Response: The Company advises the Staff that as of April 1, 2017, the Company performed its quantitative annual goodwill impairment test resulting in the estimated fair value of the patient and education finance (“PEF”) reporting unit substantially exceeding its carrying value. The Company has performed its quarterly qualitative impairment assessment for the quarter ended September 30, 2017 and determined that no events or circumstances have occurred that indicate it is more likely than not that the estimated fair value of the PEF reporting unit is below its carrying value.
The Company also advises the Staff that effective January 1, 2017, the Company adopted the provisions of Accounting Standards Update 2017-04, “Intangibles - Goodwill and Other (Topic 350) - Simplifying the Test for Goodwill Impairment” (“ASU 2017-04”) as disclosed in the Company’s Quarterly Report on Form 10-Q for the period ended March 31, 2017.
The Company intends to include the following disclosures (or substantially similar disclosures) within the “Summary of Significant Accounting Policies” footnote and “Critical Accounting Policies and Estimates” subheading in “Item 7. Management’s Discussion and Analysis of Financial Condition and Results of Operations” in the Company’s Quarterly Report on Form 10-Q for the period ended September 30, 2017, as well as future filings.

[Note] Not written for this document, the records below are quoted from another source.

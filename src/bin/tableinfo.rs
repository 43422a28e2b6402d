//! tableinfo CLI
//!
//! Command-line front end over the tableinfo library.

use std::collections::HashMap;
use std::path::PathBuf;

use clap::{Parser, Subcommand, ValueEnum};
use tableinfo::display::DisplayGrid;
use tableinfo::timestamp::describe;
use tableinfo::{Config, FormatTag, Inspector, TemporalMatcher, Value, WalStrategy};
use tracing_subscriber::{fmt, EnvFilter};

/// tableinfo
#[derive(Parser, Debug)]
#[command(name = "tableinfo")]
#[command(about = "Inspect messaging-app SQLite stores, including WAL-only rows")]
#[command(version)]
struct Args {
    /// How to read the -wal sibling
    #[arg(long, value_enum, default_value = "auto", global = true)]
    wal_strategy: StrategyArg,

    /// Extra keyword marking a column as a timestamp (repeatable)
    #[arg(long = "keyword", global = true)]
    keywords: Vec<String>,

    #[command(subcommand)]
    command: Commands,
}

#[derive(Copy, Clone, Debug, ValueEnum)]
enum StrategyArg {
    Auto,
    Standalone,
    Overlay,
}

impl From<StrategyArg> for WalStrategy {
    fn from(arg: StrategyArg) -> Self {
        match arg {
            StrategyArg::Auto => WalStrategy::Auto,
            StrategyArg::Standalone => WalStrategy::Standalone,
            StrategyArg::Overlay => WalStrategy::Overlay,
        }
    }
}

#[derive(Subcommand, Debug)]
enum Commands {
    /// List tables and row counts
    Tables {
        /// Database file
        db: PathBuf,
    },

    /// List a table's columns
    Schema {
        /// Database file
        db: PathBuf,

        /// Table name (exact match)
        table: String,
    },

    /// Show table contents
    Show {
        /// Database file
        db: PathBuf,

        /// Table name (exact match)
        table: String,

        /// Maximum main-file rows (WAL-only rows are always shown)
        #[arg(short, long)]
        limit: Option<usize>,

        /// Skip WAL reconciliation
        #[arg(long)]
        no_wal: bool,

        /// Only primary keys in START..END, both inclusive (main file only)
        #[arg(long, value_name = "START..END", value_parser = parse_pk_range, allow_hyphen_values = true)]
        pk_range: Option<(i64, i64)>,

        /// Default format for timestamp columns
        #[arg(short, long, default_value = "JST", value_parser = parse_format)]
        format: FormatTag,

        /// Per-column format, COLUMN=TAG (repeatable)
        #[arg(long = "column-format", value_parser = parse_column_format)]
        column_formats: Vec<(String, FormatTag)>,

        /// Print the reconciled result as JSON
        #[arg(long)]
        json: bool,
    },

    /// List deleted messages that still carry text
    Deleted {
        /// Database file
        db: PathBuf,

        /// Table name (exact match)
        table: String,
    },

    /// Convert a timestamp value
    Convert {
        /// Integer value (a leading ➡ is ignored)
        value: String,

        /// Target format (repeatable); all formats when omitted
        #[arg(short, long, value_parser = parse_format)]
        format: Vec<FormatTag>,
    },

    /// Show the -wal sibling header
    WalInfo {
        /// Database file
        db: PathBuf,
    },
}

fn main() {
    // Logs on stderr, table output on stdout
    let filter = EnvFilter::try_from_default_env()
        .unwrap_or_else(|_| EnvFilter::new("info,tableinfo=debug"));

    fmt()
        .with_env_filter(filter)
        .with_target(true)
        .with_writer(std::io::stderr)
        .init();

    let args = Args::parse();
    tracing::debug!("tableinfo v{}", tableinfo::VERSION);

    if let Err(e) = run(args) {
        tracing::error!("{}", e);
        std::process::exit(1);
    }
}

fn run(args: Args) -> tableinfo::Result<()> {
    let config = args
        .keywords
        .iter()
        .fold(Config::builder().wal_strategy(args.wal_strategy.into()), |b, k| {
            b.extra_timestamp_keyword(k)
        })
        .build();

    match args.command {
        Commands::Tables { db } => {
            let inspector = Inspector::open(&db, config)?;
            for summary in inspector.list_tables()? {
                let count = summary
                    .row_count
                    .map_or_else(|| "?".to_string(), |n| n.to_string());
                println!("{}\t{}", summary.name, count);
            }
        }

        Commands::Schema { db, table } => {
            let inspector = Inspector::open(&db, config)?;
            let matcher = inspector.matcher();
            for col in inspector.columns(&table)? {
                println!(
                    "{}\t{}\t{}\t{}\t{}\t{}{}",
                    col.position,
                    col.name,
                    col.declared_type,
                    if col.not_null { "NOT NULL" } else { "" },
                    col.default_value.as_deref().unwrap_or(""),
                    if col.is_primary_key { "PK" } else { "" },
                    if matcher.is_temporal(&col.name) { "\ttimestamp" } else { "" },
                );
            }
        }

        Commands::Show {
            db,
            table,
            limit,
            no_wal,
            pk_range,
            format,
            column_formats,
            json,
        } => {
            let inspector = Inspector::open(&db, config)?;
            let contents = match pk_range {
                Some((start, end)) => {
                    let range = inspector.key_range(&table, start, end)?;
                    inspector.get_range(&table, &range, limit)?
                }
                None => inspector.get_contents(&table, !no_wal, limit)?,
            };

            if json {
                let text = serde_json::to_string_pretty(&contents).map_err(std::io::Error::from)?;
                println!("{}", text);
                return Ok(());
            }

            let overrides: HashMap<String, FormatTag> = column_formats.into_iter().collect();
            let matcher = inspector.matcher();
            let grid = DisplayGrid::build(&contents.result, &matcher, &overrides, format);

            println!("WAL\t{}", grid.columns.join("\t"));
            for (cells, wal) in grid.cells.iter().zip(&grid.wal_rows) {
                println!("{}\t{}", if *wal { "*" } else { "" }, cells.join("\t"));
            }
            println!(
                "-- shown {} of {} rows (WAL-only: {}) [{:?}]",
                grid.row_count(),
                contents.row_count,
                contents.result.wal_only_count(),
                contents.result.wal_status,
            );
        }

        Commands::Deleted { db, table } => {
            let inspector = Inspector::open(&db, config)?;
            let display_format = inspector.config().display_format;
            for record in inspector.find_deleted(&table)? {
                println!(
                    "{}\t{}\t{}",
                    tableinfo::convert(&record.timestamp, display_format),
                    record.row_id.to_text_lossy(),
                    record.text
                );
            }
        }

        Commands::Convert { value, format } => {
            let value = Value::Text(value);
            if format.is_empty() {
                for (tag, text) in describe(&value) {
                    println!("{}\t{}", tag, text);
                }
            } else {
                for tag in format {
                    println!("{}\t{}", tag, tableinfo::convert(&value, tag));
                }
            }
        }

        Commands::WalInfo { db } => {
            let inspector = Inspector::open(&db, config)?;
            match inspector.wal_header()? {
                Some(header) => {
                    let text = serde_json::to_string_pretty(&header).map_err(std::io::Error::from)?;
                    println!("{}", text);
                }
                None => println!("no WAL header"),
            }
        }
    }

    Ok(())
}

fn parse_format(s: &str) -> Result<FormatTag, String> {
    s.parse::<FormatTag>().map_err(|e| e.to_string())
}

fn parse_column_format(s: &str) -> Result<(String, FormatTag), String> {
    let (column, tag) = s
        .split_once('=')
        .ok_or_else(|| format!("expected COLUMN=TAG, got {:?}", s))?;
    Ok((column.to_string(), parse_format(tag)?))
}

fn parse_pk_range(s: &str) -> Result<(i64, i64), String> {
    let (start, end) = s
        .split_once("..")
        .ok_or_else(|| format!("expected START..END, got {:?}", s))?;
    let bound = |b: &str| b.trim().parse::<i64>().map_err(|e| format!("bad bound {:?}: {}", b, e));
    Ok((bound(start)?, bound(end)?))
}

Goodwill and Intangible Assets
Goodwill represents the fair value of an acquired business in excess of the aggregate fair value of the identified net assets acquired. Goodwill is not amortized but is tested for impairment annually or whenever events or circumstances indicate that it is more likely than not that the estimated fair value of a reporting unit is below its carrying value. Our annual impairment testing date is April 1. Impairment exists whenever the carrying value of goodwill exceeds its estimated fair value. Adverse changes in impairment indicators such as loss of key personnel, lower than forecast financial performance, increased competition, increased regulatory oversight, or unplanned changes in our operations could result in impairment.
We can elect to qualitatively assess goodwill for impairment if it is more likely than not that the estimated fair value of a reporting unit (generally defined as a component of a business for which financial information is available and reviewed regularly by management) exceeds its carrying value. A qualitative assessment may consider macroeconomic and other industry-specific factors, such as trends in short-term and long-term interest rates and the ability to access capital or company-specific factors, such as market capitalization in excess of net assets, trends in revenue generating activities and merger or acquisition activity.

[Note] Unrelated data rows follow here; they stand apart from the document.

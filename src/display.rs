//! Display helpers
//!
//! Presentation-side rendering of a reconciled result. Temporal cells are
//! converted for display and their pre-conversion values kept in an explicit
//! `OriginalValues` map owned by the grid, so "show original value" and
//! "change time format" never need to re-query the database.

use std::collections::{BTreeMap, HashMap};

use crate::timestamp::{convert, FormatTag, TemporalMatcher};
use crate::value::Value;
use crate::wal::ReconciledResult;

/// Identifies a displayed row (its index in the grid)
#[derive(Debug, Clone, Copy, PartialEq, Eq, Hash, PartialOrd, Ord)]
pub struct RowHandle(pub usize);

/// Pre-conversion values of temporal cells, by row then column index
#[derive(Debug, Clone, Default, PartialEq)]
pub struct OriginalValues {
    inner: HashMap<RowHandle, BTreeMap<usize, Value>>,
}

impl OriginalValues {
    pub fn new() -> Self {
        Self::default()
    }

    pub fn insert(&mut self, row: RowHandle, column: usize, value: Value) {
        self.inner.entry(row).or_default().insert(column, value);
    }

    /// The stored value behind a converted cell
    pub fn get(&self, row: RowHandle, column: usize) -> Option<&Value> {
        self.inner.get(&row).and_then(|cols| cols.get(&column))
    }

    /// All converted cells of one row
    pub fn row(&self, row: RowHandle) -> Option<&BTreeMap<usize, Value>> {
        self.inner.get(&row)
    }

    pub fn clear(&mut self) {
        self.inner.clear();
    }

    pub fn is_empty(&self) -> bool {
        self.inner.is_empty()
    }
}

/// Plain text form of a cell
pub fn render_value(value: &Value) -> String {
    match value {
        Value::Null => String::new(),
        Value::Integer(v) => v.to_string(),
        Value::Real(v) => v.to_string(),
        Value::Text(s) => s.clone(),
        Value::Blob(b) => format!("<{} bytes>", b.len()),
    }
}

/// A fully rendered table
#[derive(Debug, Clone)]
pub struct DisplayGrid {
    pub columns: Vec<String>,

    /// Per column: is it treated as temporal
    pub temporal: Vec<bool>,

    /// Per column: format used for temporal cells
    pub formats: Vec<FormatTag>,

    /// Rendered cells, row-major
    pub cells: Vec<Vec<String>>,

    /// Per row: recovered from the WAL
    pub wal_rows: Vec<bool>,

    pub originals: OriginalValues,
}

impl DisplayGrid {
    /// Render every cell of `result`
    ///
    /// `overrides` maps column names to a format; other temporal columns use
    /// `default_format`. Null temporal cells are left empty and not cached.
    pub fn build(
        result: &ReconciledResult,
        matcher: &dyn TemporalMatcher,
        overrides: &HashMap<String, FormatTag>,
        default_format: FormatTag,
    ) -> Self {
        let temporal: Vec<bool> = result.columns.iter().map(|c| matcher.is_temporal(c)).collect();
        let formats: Vec<FormatTag> = result
            .columns
            .iter()
            .map(|c| overrides.get(c).copied().unwrap_or(default_format))
            .collect();

        let mut originals = OriginalValues::new();
        let mut cells = Vec::with_capacity(result.rows.len());
        let mut wal_rows = Vec::with_capacity(result.rows.len());

        for (index, row) in result.rows.iter().enumerate() {
            let handle = RowHandle(index);
            let rendered: Vec<String> = row
                .values()
                .iter()
                .enumerate()
                .map(|(col, value)| {
                    if temporal.get(col).copied().unwrap_or(false) && !value.is_null() {
                        originals.insert(handle, col, value.clone());
                        convert(value, formats[col])
                    } else {
                        render_value(value)
                    }
                })
                .collect();

            cells.push(rendered);
            wal_rows.push(result.is_wal_only(index));
        }

        Self {
            columns: result.columns.clone(),
            temporal,
            formats,
            cells,
            wal_rows,
            originals,
        }
    }

    /// Re-render one temporal column under a new format
    ///
    /// Returns false if the column is unknown or not temporal.
    pub fn reformat(&mut self, column: &str, format: FormatTag) -> bool {
        let Some(col) = self.columns.iter().position(|c| c == column) else {
            return false;
        };
        if !self.temporal[col] {
            return false;
        }

        self.formats[col] = format;
        for (index, row) in self.cells.iter_mut().enumerate() {
            if let Some(original) = self.originals.get(RowHandle(index), col) {
                row[col] = convert(original, format);
            }
        }
        true
    }

    /// Pre-conversion value of a displayed cell
    pub fn original_value(&self, row: RowHandle, column: usize) -> Option<&Value> {
        self.originals.get(row, column)
    }

    pub fn row_count(&self) -> usize {
        self.cells.len()
    }
}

United States Securities and Exchange Commission
Division of Corporation Finance
October 20, 2017
Page 5
If we do not qualitatively assess goodwill we compare a reporting unit’s estimated fair value to its carrying value. We estimate the fair value of a reporting unit using both an income approach and a market approach. We rely on the income approach (discounted cash flow method) as the primary method for determining estimated fair value. Market-based methods are used as benchmarks to corroborate the estimated fair value determined by the discounted cash flow method. Both approaches include reliance on long-term growth rates, and revenue and earnings projections.
When applying the income approach, we use a discounted cash flow model, which requires the estimation of cash flows and an appropriate discount rate. We project cash flows expected to be generated by a reporting unit inclusive of an estimated terminal value. The discount rate assumption contemplates a weighted-average cost of capital based on both market observable and company-specific factors. The discount rate is risk-adjusted to include any premiums related to equity price volatility, size, and projected capital structure of publicly traded companies in similar lines of business.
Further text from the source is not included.